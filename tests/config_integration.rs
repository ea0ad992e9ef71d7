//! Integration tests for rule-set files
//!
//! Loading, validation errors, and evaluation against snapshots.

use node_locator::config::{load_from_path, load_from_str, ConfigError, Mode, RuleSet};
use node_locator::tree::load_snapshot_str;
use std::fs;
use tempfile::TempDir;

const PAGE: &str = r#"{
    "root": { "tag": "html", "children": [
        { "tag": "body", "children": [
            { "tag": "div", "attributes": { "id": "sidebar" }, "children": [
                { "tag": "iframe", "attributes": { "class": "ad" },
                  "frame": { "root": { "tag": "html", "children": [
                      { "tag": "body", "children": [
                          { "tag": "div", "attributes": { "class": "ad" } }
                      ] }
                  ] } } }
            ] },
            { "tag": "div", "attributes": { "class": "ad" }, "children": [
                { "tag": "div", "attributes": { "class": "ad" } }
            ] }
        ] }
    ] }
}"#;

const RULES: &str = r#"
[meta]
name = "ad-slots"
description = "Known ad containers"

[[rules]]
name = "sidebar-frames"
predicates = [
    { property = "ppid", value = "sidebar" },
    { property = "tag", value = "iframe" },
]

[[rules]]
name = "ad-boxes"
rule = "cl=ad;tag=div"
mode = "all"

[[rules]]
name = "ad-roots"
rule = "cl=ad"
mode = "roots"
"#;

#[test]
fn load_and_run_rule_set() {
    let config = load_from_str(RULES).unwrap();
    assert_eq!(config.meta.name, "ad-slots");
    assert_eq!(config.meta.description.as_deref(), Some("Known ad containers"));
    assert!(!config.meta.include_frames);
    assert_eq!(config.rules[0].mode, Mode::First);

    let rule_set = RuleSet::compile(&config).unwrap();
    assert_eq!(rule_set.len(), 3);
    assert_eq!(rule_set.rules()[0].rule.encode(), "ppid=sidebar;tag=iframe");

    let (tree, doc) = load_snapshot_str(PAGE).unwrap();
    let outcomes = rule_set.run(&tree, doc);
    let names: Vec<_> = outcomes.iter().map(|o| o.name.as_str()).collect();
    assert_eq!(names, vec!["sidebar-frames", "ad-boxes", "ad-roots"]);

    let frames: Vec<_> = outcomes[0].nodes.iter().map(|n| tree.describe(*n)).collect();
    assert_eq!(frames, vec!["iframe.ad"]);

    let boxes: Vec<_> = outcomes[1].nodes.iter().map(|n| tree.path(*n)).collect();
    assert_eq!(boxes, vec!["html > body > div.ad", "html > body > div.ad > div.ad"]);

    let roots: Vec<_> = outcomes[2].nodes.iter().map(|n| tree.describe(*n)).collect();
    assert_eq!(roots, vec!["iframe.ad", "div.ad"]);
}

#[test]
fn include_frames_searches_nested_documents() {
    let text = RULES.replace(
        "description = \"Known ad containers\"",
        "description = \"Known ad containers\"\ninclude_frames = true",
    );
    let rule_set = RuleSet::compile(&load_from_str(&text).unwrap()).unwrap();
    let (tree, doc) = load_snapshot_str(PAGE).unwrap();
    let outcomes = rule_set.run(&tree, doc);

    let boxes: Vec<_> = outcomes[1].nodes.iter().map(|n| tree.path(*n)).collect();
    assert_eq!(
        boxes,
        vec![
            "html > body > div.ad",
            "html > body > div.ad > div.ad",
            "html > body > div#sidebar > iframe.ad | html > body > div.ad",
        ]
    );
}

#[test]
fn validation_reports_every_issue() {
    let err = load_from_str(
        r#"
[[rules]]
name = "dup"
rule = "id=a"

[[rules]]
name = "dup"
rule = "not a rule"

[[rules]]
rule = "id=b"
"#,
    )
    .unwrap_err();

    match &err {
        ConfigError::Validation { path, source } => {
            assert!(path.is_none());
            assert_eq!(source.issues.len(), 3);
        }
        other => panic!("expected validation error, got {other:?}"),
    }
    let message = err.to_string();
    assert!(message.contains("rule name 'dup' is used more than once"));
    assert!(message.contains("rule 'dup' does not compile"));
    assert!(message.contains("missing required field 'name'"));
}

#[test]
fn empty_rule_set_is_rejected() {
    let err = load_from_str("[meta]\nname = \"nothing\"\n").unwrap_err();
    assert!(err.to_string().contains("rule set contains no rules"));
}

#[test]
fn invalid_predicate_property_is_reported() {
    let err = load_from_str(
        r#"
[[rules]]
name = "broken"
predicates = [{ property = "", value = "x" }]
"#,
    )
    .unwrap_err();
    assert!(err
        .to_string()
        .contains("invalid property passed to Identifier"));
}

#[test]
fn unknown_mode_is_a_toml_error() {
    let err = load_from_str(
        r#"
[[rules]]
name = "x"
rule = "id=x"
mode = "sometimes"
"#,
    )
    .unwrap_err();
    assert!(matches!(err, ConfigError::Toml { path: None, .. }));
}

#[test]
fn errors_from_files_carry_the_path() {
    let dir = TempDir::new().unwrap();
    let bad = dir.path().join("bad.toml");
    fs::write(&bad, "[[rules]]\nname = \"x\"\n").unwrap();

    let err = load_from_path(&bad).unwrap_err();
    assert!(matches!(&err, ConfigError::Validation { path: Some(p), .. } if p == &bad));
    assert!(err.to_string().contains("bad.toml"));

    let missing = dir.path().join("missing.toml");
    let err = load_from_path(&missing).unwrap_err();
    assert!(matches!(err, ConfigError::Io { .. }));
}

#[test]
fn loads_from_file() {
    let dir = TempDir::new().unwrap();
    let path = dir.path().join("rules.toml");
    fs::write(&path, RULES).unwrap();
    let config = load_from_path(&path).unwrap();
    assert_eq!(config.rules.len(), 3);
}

* **What the task asks**: Return all entries exactly.

* **Result of this exercise**:
filename tests/config_integration.rs
repository ea0ad992e9ef71d7
//! Integration tests for rule-set files
//!
//! Loading, validation errors, and evaluation against snapshots.

use node_locator::config::{load_from_path, load_from_str, ConfigError, Mode, RuleSet};
use node_locator::tree::load_snapshot_str;
use std::fs;
use tempfile::TempDir;

const PAGE: &str = r#"{
    "root": { "tag": "html", "children": [
        { "tag": "body", "children": [
            { "tag": "div", "attributes": { "id": "sidebar" }, "children": [
                { "tag": "iframe", "attributes": { "class": "ad" },
                  "frame": { "root": { "tag": "html", "children": [
                      { "tag": "body", "children": [
                          { "tag": "div", "attributes": { "class": "ad" } }
                      ] }
                  ] } } }
            ] },
            { "tag": "div", "attributes": { "class": "ad" }, "children": [
                { "tag": "div", "attributes": { "class": "ad" } }
            ] }
        ] }
    ] }
}"#;

const RULES: &str = r#"
[meta]
name = "ad-slots"
description = "Known ad containers"

[[rules]]
name = "sidebar-frames"
predicates = [
    { property = "ppid", value = "sidebar" },
    { property = "tag", value = "iframe" },
]

[[rules]]
name = "ad-boxes"
rule = "cl=ad;tag=div"
mode = "all"

[[rules]]
name = "ad-roots"
rule = "cl=ad"
mode = "roots"
"#;

#[test]
fn load_and_run_rule_set() {
    let config = load_from_str(RULES).unwrap();
    assert_eq!(config.meta.name, "ad-slots");
    assert_eq!(config.meta.description.as_deref(), Some("Known ad containers"));
    assert!(!config.meta.include_frames);
    assert_eq!(config.rules[0].mode, Mode::First);

    let rule_set = RuleSet::compile(&config).unwrap();
    assert_eq!(rule_set.len(), 3);
    assert_eq!(rule_set.rules()[0].rule.encode(), "ppid=sidebar;tag=iframe");

    let (tree, doc) = load_snapshot_str(PAGE).unwrap();
    let outcomes = rule_set.run(&tree, doc);
    let names: Vec<_> = outcomes.iter().map(|o| o.name.as_str()).collect();
    assert_eq!(names, vec!["sidebar-frames", "ad-boxes", "ad-roots"]);

    let frames: Vec<_> = outcomes[0].nodes.iter().map(|n| tree.describe(*n)).collect();
    assert_eq!(frames, vec!["iframe.ad"]);

    let boxes: Vec<_> = outcomes[1].nodes.iter().map(|n| tree.path(*n)).collect();
    assert_eq!(boxes, vec!["html > body > div.ad", "html > body > div.ad > div.ad"]);

    let roots: Vec<_> = outcomes[2].nodes.iter().map(|n| tree.describe(*n)).collect();
    assert_eq!(roots, vec!["iframe.ad", "div.ad"]);
}

#[test]
fn include_frames_searches_nested_documents() {
    let text = RULES.replace(
        "description = \"Known ad containers\"",
        "description = \"Known ad containers\"\ninclude_frames = true",
    );
    let rule_set = RuleSet::compile(&load_from_str(&text).unwrap()).unwrap();
    let (tree, doc) = load_snapshot_str(PAGE).unwrap();
    let outcomes = rule_set.run(&tree, doc);

    let boxes: Vec<_> = outcomes[1].nodes.iter().map(|n| tree.path(*n)).collect();
    assert_eq!(
        boxes,
        vec![
            "html > body > div.ad",
            "html > body > div.ad > div.ad",
            "html > body > div#sidebar > iframe.ad | html > body > div.ad",
        ]
    );
}

#[test]
fn validation_reports_every_issue() {
    let err = load_from_str(
        r#"
[[rules]]
name = "dup"
rule = "id=a"

[[rules]]
name = "dup"
rule = "not a rule"

[[rules]]
rule = "id=b"
"#,
    )
    .unwrap_err();

    match &err {
        ConfigError::Validation { path, source } => {
            assert!(path.is_none());
            assert_eq!(source.issues.len(), 3);
        }
        other => panic!("expected validation error, got {other:?}"),
    }
    let message = err.to_string();
    assert!(message.contains("rule name 'dup' is used more than once"));
    assert!(message.contains("rule 'dup' does not compile"));
    assert!(message.contains("missing required field 'name'"));
}

#[test]
fn empty_rule_set_is_rejected() {
    let err = load_from_str("[meta]\nname = \"nothing\"\n").unwrap_err();
    assert!(err.to_string().contains("rule set contains no rules"));
}

#[test]
fn invalid_predicate_property_is_reported() {
    let err = load_from_str(
        r#"
[[rules]]
name = "broken"
predicates = [{ property = "", value = "x" }]
"#,
    )
    .unwrap_err();
    assert!(err
        .to_string()
        .contains("invalid property passed to Identifier"));
}

#[test]
fn unknown_mode_is_a_toml_error() {
    let err = load_from_str(
        r#"
[[rules]]
name = "x"
rule = "id=x"
mode = "sometimes"
"#,
    )
    .unwrap_err();
    assert!(matches!(err, ConfigError::Toml { path: None, .. }));
}

#[test]
fn errors_from_files_carry_the_path() {
    let dir = TempDir::new().unwrap();
    let bad = dir.path().join("bad.toml");
    fs::write(&bad, "[[rules]]\nname = \"x\"\n").unwrap();

    let err = load_from_path(&bad).unwrap_err();
    assert!(matches!(&err, ConfigError::Validation { path: Some(p), .. } if p == &bad));
    assert!(err.to_string().contains("bad.toml"));

    let missing = dir.path().join("missing.toml");
    let err = load_from_path(&missing).unwrap_err();
    assert!(matches!(err, ConfigError::Io { .. }));
}

#[test]
fn loads_from_file() {
    let dir = TempDir::new().unwrap();
    let path = dir.path().join("rules.toml");
    fs::write(&path, RULES).unwrap();
    let config = load_from_path(&path).unwrap();
    assert_eq!(config.rules.len(), 3);
}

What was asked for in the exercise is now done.